I have what I think is a 40-50-year-old Atlantic white cedar with twin...

Asked September 16, 2013, 12:01 PM EDT

I have what I think is a 40-50-year-old Atlantic white cedar with twin trunks. Since last year the branches on one side have been browning and all are now brown. The other side seems unaffected. My question is: Should I remove the whole tree,or hope that the trunk that seems fine will fill out? It is about 40 ft. tall and may have been affected by our earthquake or by our trimming of many descending bottom branches about the same time....
Thank you--Cathy Wintermyer

Prince George's County Maryland

3 Responses

it would be appropriate to remove the dead trunk. When you do so, instruct the person doing the cut to fell the tree in increments so that when the final cut is made just above the surface of the soil, that the cut is made on a very slight angle so that water is channeled away from the remaining trunk.

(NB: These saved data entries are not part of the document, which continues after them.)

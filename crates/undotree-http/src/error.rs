//! Error types for graph authority operations.

use thiserror::Error;

/// Result type for graph authority operations.
pub type Result<T> = std::result::Result<T, GraphError>;

/// Errors that can occur while talking to the graph authority.
#[derive(Error, Debug)]
#[non_exhaustive]
pub enum GraphError {
    /// The request never produced a response (connect, DNS, timeout).
    #[error("Graph authority unavailable: {0}")]
    Unavailable(String),

    /// The authority answered with a status other than the expected one.
    #[error("Graph authority rejected request: HTTP {status}: {body}")]
    Rejected { status: u16, body: String },

    #[error("Response decode error: {0}")]
    Decode(String),

    #[error("JSON error: {0}")]
    Json(#[from] serde_json::Error),

    #[error("Invalid URL: {0}")]
    InvalidUrl(String),

    #[error("Configuration error: {0}")]
    Config(String),
}

impl GraphError {
    /// Transport-level failures, as opposed to an explicit answer from the authority.
    #[inline]
    #[must_use]
    pub fn is_unavailable(&self) -> bool {
        matches!(self, GraphError::Unavailable(_))
    }

    /// HTTP status carried by a rejection, if any.
    #[inline]
    #[must_use]
    pub fn status(&self) -> Option<u16> {
        match self {
            GraphError::Rejected { status, .. } => Some(*status),
            _ => None,
        }
    }
}

#[cfg(test)]
mod tests {
    use super::*;

    #[test]
    fn test_rejected_carries_status() {
        let err = GraphError::Rejected {
            status: 404,
            body: "missing parent".into(),
        };
        assert_eq!(err.status(), Some(404));
        assert!(!err.is_unavailable());
        assert!(err.to_string().contains("404"));
    }

    #[test]
    fn test_unavailable_has_no_status() {
        let err = GraphError::Unavailable("connection refused".into());
        assert!(err.is_unavailable());
        assert_eq!(err.status(), None);
    }
}
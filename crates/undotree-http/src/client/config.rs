//! Configuration for the graph authority client.

/// Configuration for the graph authority client.
#[derive(Clone, Debug, PartialEq, Eq)]
pub struct ClientConfig {
    /// Base URL of the authority, e.g. `http://localhost:5000`.
    pub base_url: String,
    /// Request timeout in milliseconds.
    pub request_timeout_ms: u64,
    /// Connection timeout in seconds.
    pub connection_timeout_secs: u64,
    /// Log every outgoing request at debug level.
    pub enable_logging: bool,
}

impl Default for ClientConfig {
    fn default() -> Self {
        ClientConfig {
            base_url: "http://localhost:5000".to_string(),
            request_timeout_ms: 10_000,
            connection_timeout_secs: 5,
            enable_logging: false,
        }
    }
}

impl ClientConfig {
    #[must_use]
    pub fn with_base_url(base_url: impl Into<String>) -> Self {
        ClientConfig {
            base_url: base_url.into(),
            ..Default::default()
        }
    }
}
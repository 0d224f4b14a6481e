use crate::error::Result;
use async_trait::async_trait;

/// The editor-side buffer the engine writes remote changes into.
///
/// Implementations must not feed their own writes back as edits, or must
/// tolerate them: the tracker diffs an echo against its content and finds
/// nothing to push.
#[async_trait]
pub trait EditorBuffer: Send + Sync + 'static {
    async fn replace_content(&self, file_id: &str, content: &str) -> Result<()>;
}

/// Discards every write. For headless use and tests.
#[derive(Clone, Copy, Debug, Default)]
pub struct NullEditor;

#[async_trait]
impl EditorBuffer for NullEditor {
    async fn replace_content(&self, _file_id: &str, _content: &str) -> Result<()> {
        Ok(())
    }
}
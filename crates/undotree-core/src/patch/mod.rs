//! Patch codec: compute, apply and invert edit scripts.
//!
//! The [`Patch`] type itself lives in `undotree-http` so it can travel on the
//! wire; this module holds the algorithms over it.

mod apply;
mod diff;
mod invert;

pub use apply::apply;
pub use diff::diff;
pub use invert::invert;

use crate::error::{Result, SyncError};
use undotree_http::{Delta, Patch};

/// Reconstruct the child's content from its parent's.
///
/// A snapshot payload replaces `base` outright.
pub fn apply_delta(delta: &Delta, base: &str) -> Result<String> {
    match delta {
        Delta::Snapshot(snapshot) => Ok(snapshot.clone()),
        Delta::Patch(patch) => apply(patch, base),
    }
}

/// Step from a node's content back to its parent's.
///
/// Reverting a snapshot returns to the root sentinel, whose content is empty,
/// and is only valid while `current` still holds that snapshot.
pub fn revert_delta(delta: &Delta, current: &str) -> Result<String> {
    match delta {
        Delta::Snapshot(snapshot) if snapshot == current => Ok(String::new()),
        Delta::Snapshot(_) => Err(SyncError::PatchMismatch(
            "content no longer matches the snapshot being reverted".into(),
        )),
        Delta::Patch(patch) => apply(&invert(patch), current),
    }
}

/// Canonical byte encoding of a patch. See [`Patch::encode`].
pub fn encode(patch: &Patch) -> Result<Vec<u8>> {
    Ok(patch.encode()?)
}

pub fn decode(bytes: &[u8]) -> Result<Patch> {
    Ok(Patch::decode(bytes)?)
}
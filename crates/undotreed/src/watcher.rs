use crate::editor::PendingWrites;
use notify::Event;
use std::path::Path;
use std::time::Duration;
use undotree_core::FileTracker;

/// Rename-style saves leave the path missing for a moment.
const RENAME_GRACE: Duration = Duration::from_millis(150);

pub fn file_id_for(path: &Path) -> String {
    path.to_string_lossy().to_string()
}

/// True if `path` is still missing after [`RENAME_GRACE`].
async fn vanished(path: &Path) -> bool {
    if path.exists() {
        return false;
    }
    tokio::time::sleep(RENAME_GRACE).await;
    !path.exists()
}

/// Feed one watcher event to the tracker as buffer-change notifications.
///
/// Only files already being tracked are considered; removing a tracked file
/// closes it.
pub async fn handle_fs_event(event: Event, tracker: &FileTracker, pending: &PendingWrites) {
    if event.kind.is_access() || event.kind.is_other() {
        return;
    }
    tracing::trace!("[Watcher] Event: {:?}", event);

    for path in event.paths {
        let file_id = file_id_for(&path);
        if !tracker.is_tracked(&file_id) {
            continue;
        }

        if pending.should_ignore(&path) {
            tracing::trace!("[Watcher] Skipping our own write: {:?}", path);
            continue;
        }

        if (event.kind.is_remove() || !path.exists()) && vanished(&path).await {
            tracing::info!("[Watcher] {} removed, closing", file_id);
            tracker.close(&file_id);
            continue;
        }

        match tokio::fs::read_to_string(&path).await {
            Ok(text) => tracker.on_edit(&file_id, &text),
            Err(e) => tracing::warn!("[Watcher] Cannot read {}: {}", file_id, e),
        }
    }
}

Thanks so much. Can the harvested wood be used for anything?


Lumber yards are extremely reluctant to accept trees from homeowners for fear of ruining their blades on a nail or a piece of wire.
As far as firewood, cedar will burn nicely, but it is low on the scale of heat output and it produces heavy smoke and lots of sparks.
This is not to discourage you from checking with local woodcutters and woodworkers. There may be someone who could use it, but don't expect more than free removal from your property.